Provided data section start
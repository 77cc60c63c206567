//! Remote identity services and the plumbing used to call them.
//!
//! The enrichment manager only sees the [`FingerprintBackend`] and
//! [`MetadataBackend`] traits; `acoustid` and `musicbrainz` hold the `ureq`
//! implementations, while `rate_limiter` and `retry` wrap every call.

pub mod acoustid;
pub mod clock;
pub mod musicbrainz;
pub mod rate_limiter;
pub mod retry;

use std::path::Path;

use serde::Deserialize;
use serde_json::Value;

use crate::config::ClientIdentity;
use crate::error::ResolveError;

/// One `{name, joinphrase}` entry of an artist credit.
#[derive(Debug, Clone, Default, PartialEq, Deserialize)]
pub struct ArtistCredit {
    #[serde(default)]
    pub name: Option<String>,
    #[serde(default)]
    pub joinphrase: Option<String>,
    #[serde(default)]
    pub artist: Option<CreditedArtist>,
}

#[derive(Debug, Clone, Default, PartialEq, Deserialize)]
pub struct CreditedArtist {
    #[serde(default)]
    pub name: Option<String>,
}

/// Recording entry attached to a fingerprint match.
#[derive(Debug, Clone, Default, PartialEq, Deserialize)]
pub struct MatchedRecording {
    #[serde(default)]
    pub id: Option<String>,
    #[serde(default)]
    pub title: Option<String>,
    #[serde(default)]
    pub artists: Vec<ArtistCredit>,
}

/// One scored result from the fingerprint service.
#[derive(Debug, Clone, Default, PartialEq, Deserialize)]
pub struct FingerprintMatch {
    pub score: f64,
    #[serde(default)]
    pub id: Option<String>,
    #[serde(default)]
    pub recordings: Vec<MatchedRecording>,
}

#[derive(Debug, Clone, Default, PartialEq, Deserialize)]
pub struct ReleaseGroup {
    #[serde(default)]
    pub id: Option<String>,
    #[serde(rename = "first-release-date", default)]
    pub first_release_date: Option<String>,
}

#[derive(Debug, Clone, Default, PartialEq, Deserialize)]
pub struct MediumTrack {
    #[serde(default)]
    pub number: Option<Value>,
}

#[derive(Debug, Clone, Default, PartialEq, Deserialize)]
pub struct Medium {
    #[serde(default)]
    pub position: Option<Value>,
    // Recording lookups list the matched track under `track`.
    #[serde(default, alias = "track")]
    pub tracks: Vec<MediumTrack>,
}

#[derive(Debug, Clone, Default, PartialEq, Deserialize)]
pub struct Release {
    pub id: String,
    #[serde(default)]
    pub title: Option<String>,
    #[serde(default)]
    pub date: Option<String>,
    #[serde(rename = "artist-credit", default)]
    pub artist_credit: Vec<ArtistCredit>,
    #[serde(rename = "release-group", default)]
    pub release_group: Option<ReleaseGroup>,
    #[serde(default)]
    pub media: Vec<Medium>,
}

/// Recording lookup result including its releases.
#[derive(Debug, Clone, Default, PartialEq, Deserialize)]
pub struct Recording {
    pub id: String,
    #[serde(default)]
    pub title: Option<String>,
    #[serde(rename = "artist-credit", default)]
    pub artist_credit: Vec<ArtistCredit>,
    #[serde(default)]
    pub releases: Vec<Release>,
}

/// Entry of a release's cover-art image list.
#[derive(Debug, Clone, Default, PartialEq, Deserialize)]
pub struct CoverImage {
    #[serde(default)]
    pub front: bool,
    #[serde(default)]
    pub image: Option<String>,
}

/// Maps an audio file to scored candidate recording identities.
pub trait FingerprintBackend: Send + Sync {
    fn lookup(&self, api_key: &str, path: &Path) -> Result<Vec<FingerprintMatch>, ResolveError>;
}

/// Resolves recording identities to releases and cover art.
pub trait MetadataBackend: Send + Sync {
    fn recording(
        &self,
        identity: &ClientIdentity,
        recording_id: &str,
    ) -> Result<Recording, ResolveError>;

    fn release_images(
        &self,
        identity: &ClientIdentity,
        release_id: &str,
    ) -> Result<Vec<CoverImage>, ResolveError>;
}

/// Classifies a `ureq` failure into the retryable/non-retryable split.
pub(crate) fn classify_ureq_error(service: &str, error: ureq::Error) -> ResolveError {
    match error {
        ureq::Error::Status(code, _) => match code {
            408 | 429 | 500 | 502 | 503 | 504 => {
                ResolveError::Transient(format!("{service} returned HTTP {code}"))
            }
            _ => ResolveError::NonTransient(format!("{service} returned HTTP {code}")),
        },
        ureq::Error::Transport(transport) => {
            ResolveError::Transient(format!("{service} request failed: {transport}"))
        }
    }
}
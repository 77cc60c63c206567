//! Tag write-back for resolved candidates, backed by `lofty`.

use std::path::Path;

use lofty::config::WriteOptions;
use lofty::file::{AudioFile, TaggedFileExt};
use lofty::prelude::Accessor;
use lofty::read_from_path;
use lofty::tag::{ItemKey, Tag};

use crate::protocol::Candidate;

/// Writes the candidate's present fields into the file's primary tag.
///
/// Absent candidate fields leave existing tag values untouched. The primary
/// tag is created when the file has none yet.
pub fn write_track_tags(path: &Path, candidate: &Candidate) -> Result<(), String> {
    let mut tagged_file =
        read_from_path(path).map_err(|error| format!("Failed to read tags: {error}"))?;
    let tag_type = tagged_file.primary_tag_type();
    if tagged_file.tag(tag_type).is_none() {
        tagged_file.insert_tag(Tag::new(tag_type));
    }
    let tag = tagged_file
        .tag_mut(tag_type)
        .ok_or_else(|| format!("No writable tag available for {:?}", tag_type))?;

    apply_candidate_fields(tag, candidate);

    tagged_file
        .save_to_path(path, WriteOptions::default())
        .map_err(|error| format!("Failed to write tags: {error}"))
}

fn non_empty(value: &Option<String>) -> Option<&str> {
    value
        .as_deref()
        .map(str::trim)
        .filter(|value| !value.is_empty())
}

fn apply_candidate_fields(tag: &mut Tag, candidate: &Candidate) {
    if let Some(title) = non_empty(&candidate.title) {
        tag.set_title(title.to_string());
    }
    if let Some(artist) = non_empty(&candidate.artist) {
        tag.set_artist(artist.to_string());
    }
    if let Some(album) = non_empty(&candidate.album) {
        tag.set_album(album.to_string());
    }
    if let Some(album_artist) = non_empty(&candidate.album_artist) {
        tag.insert_text(ItemKey::AlbumArtist, album_artist.to_string());
    }
    if let Some(year) = candidate.year {
        tag.remove_key(ItemKey::RecordingDate);
        tag.insert_text(ItemKey::RecordingDate, year.to_string());
    }
    if let Some(track_no) = candidate.track_no.filter(|number| *number > 0) {
        tag.insert_text(ItemKey::TrackNumber, track_no.to_string());
    }
    if let Some(disc_no) = candidate.disc_no.filter(|number| *number > 0) {
        tag.insert_text(ItemKey::DiscNumber, disc_no.to_string());
    }
}
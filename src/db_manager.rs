//! SQLite storage for the track table and the fingerprint cache.

use std::path::{Path, PathBuf};

use rusqlite::{params, Connection, OptionalExtension, Row};

use crate::protocol::{Candidate, FingerprintStatus, TrackRecord};

const DB_FILENAME: &str = "songsearch.db";

const TRACK_COLUMNS: &str = "id, path, format, duration, file_size, bitrate, samplerate, \
     channels, mtime, title, artist, album, album_artist, year, track_no, disc_no, genre, \
     fp_status, acoustid_id, mb_recording_id, mb_release_id, mb_release_group_id, \
     mb_confidence, cover_art_url, missing";

// Columns added after the first schema revision, in the order they shipped.
const MIGRATION_COLUMNS: &[(&str, &str)] = &[
    ("album_artist", "TEXT"),
    ("track_no", "INTEGER"),
    ("disc_no", "INTEGER"),
    ("fp_status", "TEXT"),
    ("acoustid_id", "TEXT"),
    ("mb_recording_id", "TEXT"),
    ("mb_release_id", "TEXT"),
    ("mb_release_group_id", "TEXT"),
    ("mb_confidence", "REAL"),
    ("cover_art_url", "TEXT"),
];

/// Raw fingerprint cache hit, before the payload is decoded.
#[derive(Debug, Clone, PartialEq)]
pub struct FingerprintCacheRow {
    pub payload: String,
    pub confidence: f64,
}

pub struct DbManager {
    conn: Connection,
}

impl DbManager {
    /// Default database location under the platform data directory.
    pub fn default_path() -> Option<PathBuf> {
        dirs::data_dir().map(|dir| dir.join("songsearch").join(DB_FILENAME))
    }

    pub fn open(path: &Path) -> Result<Self, rusqlite::Error> {
        Self::from_connection(Connection::open(path)?)
    }

    pub fn open_in_memory() -> Result<Self, rusqlite::Error> {
        Self::from_connection(Connection::open_in_memory()?)
    }

    fn from_connection(conn: Connection) -> Result<Self, rusqlite::Error> {
        let db_manager = Self { conn };
        db_manager.initialize_schema()?;
        db_manager.migrate()?;
        Ok(db_manager)
    }

    fn initialize_schema(&self) -> Result<(), rusqlite::Error> {
        self.conn.execute(
            "CREATE TABLE IF NOT EXISTS tracks (
                id INTEGER PRIMARY KEY,
                path TEXT UNIQUE NOT NULL,
                title TEXT,
                artist TEXT,
                album TEXT,
                year INTEGER,
                genre TEXT,
                duration REAL,
                bitrate INTEGER,
                samplerate INTEGER,
                channels INTEGER,
                format TEXT,
                mtime REAL,
                file_size INTEGER,
                missing INTEGER DEFAULT 0
            )",
            [],
        )?;

        self.conn.execute(
            "CREATE TABLE IF NOT EXISTS fingerprint_cache (
                path TEXT PRIMARY KEY,
                mtime INTEGER NOT NULL,
                file_size INTEGER NOT NULL,
                payload TEXT NOT NULL,
                confidence REAL NOT NULL,
                updated_at INTEGER NOT NULL
            )",
            [],
        )?;
        Ok(())
    }

    fn migrate(&self) -> Result<(), rusqlite::Error> {
        let mut stmt = self.conn.prepare("PRAGMA table_info(tracks)")?;
        let existing = stmt
            .query_map([], |row| row.get::<_, String>(1))?
            .collect::<Result<Vec<_>, _>>()?;

        for (column, column_type) in MIGRATION_COLUMNS {
            if !existing.iter().any(|name| name == column) {
                self.conn.execute(
                    &format!("ALTER TABLE tracks ADD COLUMN {column} {column_type}"),
                    [],
                )?;
            }
        }
        Ok(())
    }

    fn row_to_track(row: &Row<'_>) -> Result<TrackRecord, rusqlite::Error> {
        let status: Option<String> = row.get(17)?;
        Ok(TrackRecord {
            id: row.get(0)?,
            path: row.get(1)?,
            format: row.get(2)?,
            duration: row.get(3)?,
            file_size: row.get(4)?,
            bitrate: row.get(5)?,
            samplerate: row.get(6)?,
            channels: row.get(7)?,
            mtime: row.get(8)?,
            title: row.get(9)?,
            artist: row.get(10)?,
            album: row.get(11)?,
            album_artist: row.get(12)?,
            year: row
                .get::<_, Option<i64>>(13)?
                .and_then(|value| i32::try_from(value).ok()),
            track_no: row
                .get::<_, Option<i64>>(14)?
                .and_then(|value| u32::try_from(value).ok()),
            disc_no: row
                .get::<_, Option<i64>>(15)?
                .and_then(|value| u32::try_from(value).ok()),
            genre: row.get(16)?,
            fingerprint_status: FingerprintStatus::from_column_value(status.as_deref()),
            acoustid_id: row.get(18)?,
            mb_recording_id: row.get(19)?,
            mb_release_id: row.get(20)?,
            mb_release_group_id: row.get(21)?,
            confidence: row.get(22)?,
            cover_art_url: row.get(23)?,
            missing: row.get::<_, Option<i64>>(24)?.unwrap_or(0) != 0,
        })
    }

    fn query_tracks(
        &self,
        sql: &str,
        params: impl rusqlite::Params,
    ) -> Result<Vec<TrackRecord>, rusqlite::Error> {
        let mut stmt = self.conn.prepare(sql)?;
        let track_iter = stmt.query_map(params, Self::row_to_track)?;

        let mut tracks = Vec::new();
        for track in track_iter {
            tracks.push(track?);
        }
        Ok(tracks)
    }

    /// Inserts or refreshes a track row keyed by path, returning its row id.
    pub fn upsert_track(&self, track: &TrackRecord) -> Result<i64, rusqlite::Error> {
        self.conn.execute(
            "INSERT INTO tracks (
                path, format, duration, file_size, bitrate, samplerate, channels, mtime,
                title, artist, album, album_artist, year, track_no, disc_no, genre,
                fp_status, acoustid_id, mb_recording_id, mb_release_id, mb_release_group_id,
                mb_confidence, cover_art_url, missing
            ) VALUES (?1, ?2, ?3, ?4, ?5, ?6, ?7, ?8, ?9, ?10, ?11, ?12, ?13, ?14, ?15, ?16,
                      ?17, ?18, ?19, ?20, ?21, ?22, ?23, ?24)
            ON CONFLICT(path) DO UPDATE SET
                format = excluded.format,
                duration = excluded.duration,
                file_size = excluded.file_size,
                bitrate = excluded.bitrate,
                samplerate = excluded.samplerate,
                channels = excluded.channels,
                mtime = excluded.mtime,
                title = excluded.title,
                artist = excluded.artist,
                album = excluded.album,
                album_artist = excluded.album_artist,
                year = excluded.year,
                track_no = excluded.track_no,
                disc_no = excluded.disc_no,
                genre = excluded.genre,
                fp_status = excluded.fp_status,
                acoustid_id = excluded.acoustid_id,
                mb_recording_id = excluded.mb_recording_id,
                mb_release_id = excluded.mb_release_id,
                mb_release_group_id = excluded.mb_release_group_id,
                mb_confidence = excluded.mb_confidence,
                cover_art_url = excluded.cover_art_url,
                missing = excluded.missing",
            params![
                track.path,
                track.format,
                track.duration,
                track.file_size,
                track.bitrate,
                track.samplerate,
                track.channels,
                track.mtime,
                track.title,
                track.artist,
                track.album,
                track.album_artist,
                track.year,
                track.track_no,
                track.disc_no,
                track.genre,
                track.fingerprint_status.as_column_value(),
                track.acoustid_id,
                track.mb_recording_id,
                track.mb_release_id,
                track.mb_release_group_id,
                track.confidence,
                track.cover_art_url,
                track.missing as i64,
            ],
        )?;
        self.conn.query_row(
            "SELECT id FROM tracks WHERE path = ?1",
            params![track.path],
            |row| row.get(0),
        )
    }

    pub fn get_by_path(&self, path: &str) -> Result<Option<TrackRecord>, rusqlite::Error> {
        self.conn
            .query_row(
                &format!("SELECT {TRACK_COLUMNS} FROM tracks WHERE path = ?1"),
                params![path],
                Self::row_to_track,
            )
            .optional()
    }

    pub fn set_fingerprint_status(
        &self,
        path: &str,
        status: FingerprintStatus,
    ) -> Result<(), rusqlite::Error> {
        self.conn.execute(
            "UPDATE tracks SET fp_status = ?1 WHERE path = ?2",
            params![status.as_column_value(), path],
        )?;
        Ok(())
    }

    pub fn mark_missing(&self, path: &str) -> Result<(), rusqlite::Error> {
        self.conn
            .execute("UPDATE tracks SET missing = 1 WHERE path = ?1", params![path])?;
        Ok(())
    }

    /// Writes every candidate field onto the track and marks it done.
    pub fn apply_candidate(&self, path: &str, candidate: &Candidate) -> Result<(), rusqlite::Error> {
        self.conn.execute(
            "UPDATE tracks SET
                title = ?1, artist = ?2, album = ?3, album_artist = ?4, year = ?5,
                track_no = ?6, disc_no = ?7, fp_status = ?8, acoustid_id = ?9,
                mb_recording_id = ?10, mb_release_id = ?11, mb_release_group_id = ?12,
                mb_confidence = ?13, cover_art_url = ?14
             WHERE path = ?15",
            params![
                candidate.title,
                candidate.artist,
                candidate.album,
                candidate.album_artist,
                candidate.year,
                candidate.track_no,
                candidate.disc_no,
                FingerprintStatus::Done.as_column_value(),
                candidate.acoustid_id,
                candidate.recording_id,
                candidate.release_id,
                candidate.release_group_id,
                candidate.confidence,
                candidate.cover_art_url,
                path,
            ],
        )?;
        Ok(())
    }

    /// Present tracks missing artist, title, album, or year, newest rows first.
    pub fn tracks_needing_enrichment(
        &self,
        limit: usize,
    ) -> Result<Vec<TrackRecord>, rusqlite::Error> {
        self.query_tracks(
            &format!(
                "SELECT {TRACK_COLUMNS} FROM tracks
                 WHERE (artist IS NULL OR TRIM(artist) = ''
                        OR title IS NULL OR TRIM(title) = ''
                        OR album IS NULL OR TRIM(album) = ''
                        OR year IS NULL)
                   AND COALESCE(missing, 0) = 0
                 ORDER BY id DESC
                 LIMIT ?1"
            ),
            params![limit as i64],
        )
    }

    /// Present tracks carrying everything duplicate clustering needs.
    pub fn duplicate_scan_rows(&self) -> Result<Vec<TrackRecord>, rusqlite::Error> {
        self.query_tracks(
            &format!(
                "SELECT {TRACK_COLUMNS} FROM tracks
                 WHERE duration IS NOT NULL
                   AND file_size IS NOT NULL
                   AND format IS NOT NULL
                   AND COALESCE(missing, 0) = 0
                 ORDER BY id ASC"
            ),
            [],
        )
    }

    /// Points a track (and its fingerprint cache entry) at a new location.
    pub fn relocate_track(&self, old_path: &str, new_path: &str) -> Result<(), rusqlite::Error> {
        let tx = self.conn.unchecked_transaction()?;
        tx.execute(
            "UPDATE tracks SET path = ?1 WHERE path = ?2",
            params![new_path, old_path],
        )?;
        tx.execute(
            "DELETE FROM fingerprint_cache WHERE path = ?1",
            params![new_path],
        )?;
        tx.execute(
            "UPDATE fingerprint_cache SET path = ?1 WHERE path = ?2",
            params![new_path, old_path],
        )?;
        tx.commit()
    }

    /// Returns the cached payload only when the stored key matches exactly.
    pub fn get_fingerprint_cache(
        &self,
        path: &str,
        mtime_secs: i64,
        file_size: i64,
    ) -> Result<Option<FingerprintCacheRow>, rusqlite::Error> {
        self.conn
            .query_row(
                "SELECT payload, confidence FROM fingerprint_cache
                 WHERE path = ?1 AND mtime = ?2 AND file_size = ?3",
                params![path, mtime_secs, file_size],
                |row| {
                    Ok(FingerprintCacheRow {
                        payload: row.get(0)?,
                        confidence: row.get(1)?,
                    })
                },
            )
            .optional()
    }

    pub fn upsert_fingerprint_cache(
        &self,
        path: &str,
        mtime_secs: i64,
        file_size: i64,
        payload: &str,
        confidence: f64,
        updated_at_unix_ms: i64,
    ) -> Result<(), rusqlite::Error> {
        self.conn.execute(
            "INSERT INTO fingerprint_cache (path, mtime, file_size, payload, confidence, updated_at)
             VALUES (?1, ?2, ?3, ?4, ?5, ?6)
             ON CONFLICT(path) DO UPDATE SET
                mtime = excluded.mtime,
                file_size = excluded.file_size,
                payload = excluded.payload,
                confidence = excluded.confidence,
                updated_at = excluded.updated_at",
            params![path, mtime_secs, file_size, payload, confidence, updated_at_unix_ms],
        )?;
        Ok(())
    }
}
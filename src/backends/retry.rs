//! Bounded exponential backoff around remote calls.

use std::sync::Arc;
use std::time::Duration;

use log::warn;

use super::clock::Clock;
use crate::error::ResolveError;

const DEFAULT_MAX_ATTEMPTS: u32 = 3;
const BACKOFF_BASE_SECS: f64 = 2.0;
const BACKOFF_CAP_SECS: f64 = 4.0;

/// Retries transient failures up to `max_attempts` total calls.
///
/// Each wrapped call gets its own attempt budget. Non-transient errors and the
/// final transient error are returned unchanged.
#[derive(Clone)]
pub struct RetryPolicy {
    max_attempts: u32,
    clock: Arc<dyn Clock>,
}

impl RetryPolicy {
    pub fn new(clock: Arc<dyn Clock>) -> Self {
        Self {
            max_attempts: DEFAULT_MAX_ATTEMPTS,
            clock,
        }
    }

    /// Delay slept after failed attempt number `attempt` (counted from 1).
    pub fn backoff_delay(attempt: u32) -> Duration {
        let exponent = attempt.min(16) as i32;
        Duration::from_secs_f64(BACKOFF_BASE_SECS.powi(exponent).min(BACKOFF_CAP_SECS))
    }

    pub fn run<T, F>(&self, label: &str, mut operation: F) -> Result<T, ResolveError>
    where
        F: FnMut() -> Result<T, ResolveError>,
    {
        let mut attempt = 1u32;
        loop {
            match operation() {
                Ok(value) => return Ok(value),
                Err(error) if error.is_transient() && attempt < self.max_attempts => {
                    let backoff = Self::backoff_delay(attempt);
                    warn!(
                        "{} attempt {} failed ({}), retrying in {:.1}s",
                        label,
                        attempt,
                        error,
                        backoff.as_secs_f64()
                    );
                    self.clock.sleep(backoff);
                    attempt += 1;
                }
                Err(error) => return Err(error),
            }
        }
    }
}
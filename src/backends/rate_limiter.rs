//! Minimum-spacing limiter for one external service.

use std::num::NonZeroU32;
use std::sync::Arc;
use std::time::{Duration, Instant};

use governor::state::{InMemoryState, NotKeyed};
use governor::Quota;
use log::debug;

use super::clock::Clock;

/// Spacing used by both the fingerprint and metadata services unless configured.
pub const DEFAULT_INTERVAL: Duration = Duration::from_millis(1100);

/// Adapts the crate clock to governor so limiter time and sleeps agree.
#[derive(Clone)]
struct LimiterClock(Arc<dyn Clock>);

impl governor::clock::Clock for LimiterClock {
    type Instant = Instant;

    fn now(&self) -> Instant {
        self.0.now()
    }
}

type DirectLimiter = governor::RateLimiter<
    NotKeyed,
    InMemoryState,
    LimiterClock,
    governor::middleware::NoOpMiddleware<Instant>,
>;

/// Blocks callers so consecutive calls to one service are at least `interval` apart.
///
/// One limiter guards one named service; limiters never coordinate with each
/// other. A zero interval disables spacing.
pub struct RateLimiter {
    service: &'static str,
    limiter: Option<DirectLimiter>,
    clock: Arc<dyn Clock>,
}

impl RateLimiter {
    pub fn new(service: &'static str, interval: Duration, clock: Arc<dyn Clock>) -> Self {
        let limiter = Quota::with_period(interval).map(|quota| {
            governor::RateLimiter::direct_with_clock(
                quota.allow_burst(NonZeroU32::MIN),
                LimiterClock(Arc::clone(&clock)),
            )
        });
        Self {
            service,
            limiter,
            clock,
        }
    }

    pub fn wait(&self) {
        let Some(limiter) = &self.limiter else {
            return;
        };
        while let Err(not_until) = limiter.check() {
            let delay = not_until.wait_time_from(self.clock.now());
            debug!("RateLimit[{}]: sleeping {:?}", self.service, delay);
            self.clock.sleep(delay);
        }
    }
}
//! MusicBrainz recording lookups and Cover Art Archive image lists.

use std::time::Duration;

use serde::de::DeserializeOwned;
use serde::Deserialize;

use super::{classify_ureq_error, CoverImage, MetadataBackend, Recording};
use crate::config::ClientIdentity;
use crate::error::ResolveError;

const MUSICBRAINZ_BASE_URL: &str = "https://musicbrainz.org/ws/2";
const COVER_ART_ARCHIVE_BASE_URL: &str = "https://coverartarchive.org";
const RECORDING_INCLUDES: &[&str] = &["artists", "releases", "release-groups"];

#[derive(Debug, Deserialize)]
struct ImageListResponse {
    #[serde(default)]
    images: Vec<CoverImage>,
}

/// Metadata backend backed by the public MusicBrainz web service.
pub struct MusicBrainzClient {
    http_client: ureq::Agent,
    base_url: String,
    cover_art_base_url: String,
}

impl MusicBrainzClient {
    pub fn new(request_timeout: Duration) -> Self {
        let http_client = ureq::AgentBuilder::new()
            .timeout_connect(Duration::from_secs(5))
            .timeout_read(request_timeout)
            .timeout_write(request_timeout)
            .build();
        Self {
            http_client,
            base_url: MUSICBRAINZ_BASE_URL.to_string(),
            cover_art_base_url: COVER_ART_ARCHIVE_BASE_URL.to_string(),
        }
    }

    fn recording_url(&self, recording_id: &str) -> String {
        format!(
            "{}/recording/{}?inc={}&fmt=json",
            self.base_url,
            urlencoding::encode(recording_id),
            RECORDING_INCLUDES.join("+")
        )
    }

    fn image_list_url(&self, release_id: &str) -> String {
        format!(
            "{}/release/{}",
            self.cover_art_base_url,
            urlencoding::encode(release_id)
        )
    }

    fn get_json<T: DeserializeOwned>(
        &self,
        service: &str,
        url: &str,
        identity: &ClientIdentity,
    ) -> Result<T, ResolveError> {
        let response = self
            .http_client
            .get(url)
            .set("User-Agent", &identity.user_agent())
            .set("Accept", "application/json")
            .call()
            .map_err(|error| classify_ureq_error(service, error))?;
        response.into_json().map_err(|error| {
            if error.kind() == std::io::ErrorKind::InvalidData {
                ResolveError::NonTransient(format!("{service} returned invalid JSON: {error}"))
            } else {
                ResolveError::Transient(format!("{service} response read failed: {error}"))
            }
        })
    }
}

impl MetadataBackend for MusicBrainzClient {
    fn recording(
        &self,
        identity: &ClientIdentity,
        recording_id: &str,
    ) -> Result<Recording, ResolveError> {
        self.get_json("MusicBrainz", &self.recording_url(recording_id), identity)
    }

    fn release_images(
        &self,
        identity: &ClientIdentity,
        release_id: &str,
    ) -> Result<Vec<CoverImage>, ResolveError> {
        let list: ImageListResponse =
            self.get_json("Cover Art Archive", &self.image_list_url(release_id), identity)?;
        Ok(list.images)
    }
}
Provided data section end
#### What to do
Print exactly the lines above from the one with "MusicBrainz web service." to the one with "fn recording_url(&self, recording_id: &str)", including both.

#### Solution for this task
/// Metadata backend backed by the public MusicBrainz web service.
pub struct MusicBrainzClient {
    http_client: ureq::Agent,
    base_url: String,
    cover_art_base_url: String,
}

impl MusicBrainzClient {
    pub fn new(request_timeout: Duration) -> Self {
        let http_client = ureq::AgentBuilder::new()
            .timeout_connect(Duration::from_secs(5))
            .timeout_read(request_timeout)
            .timeout_write(request_timeout)
            .build();
        Self {
            http_client,
            base_url: MUSICBRAINZ_BASE_URL.to_string(),
            cover_art_base_url: COVER_ART_ARCHIVE_BASE_URL.to_string(),
        }
    }

    fn recording_url(&self, recording_id: &str) -> String {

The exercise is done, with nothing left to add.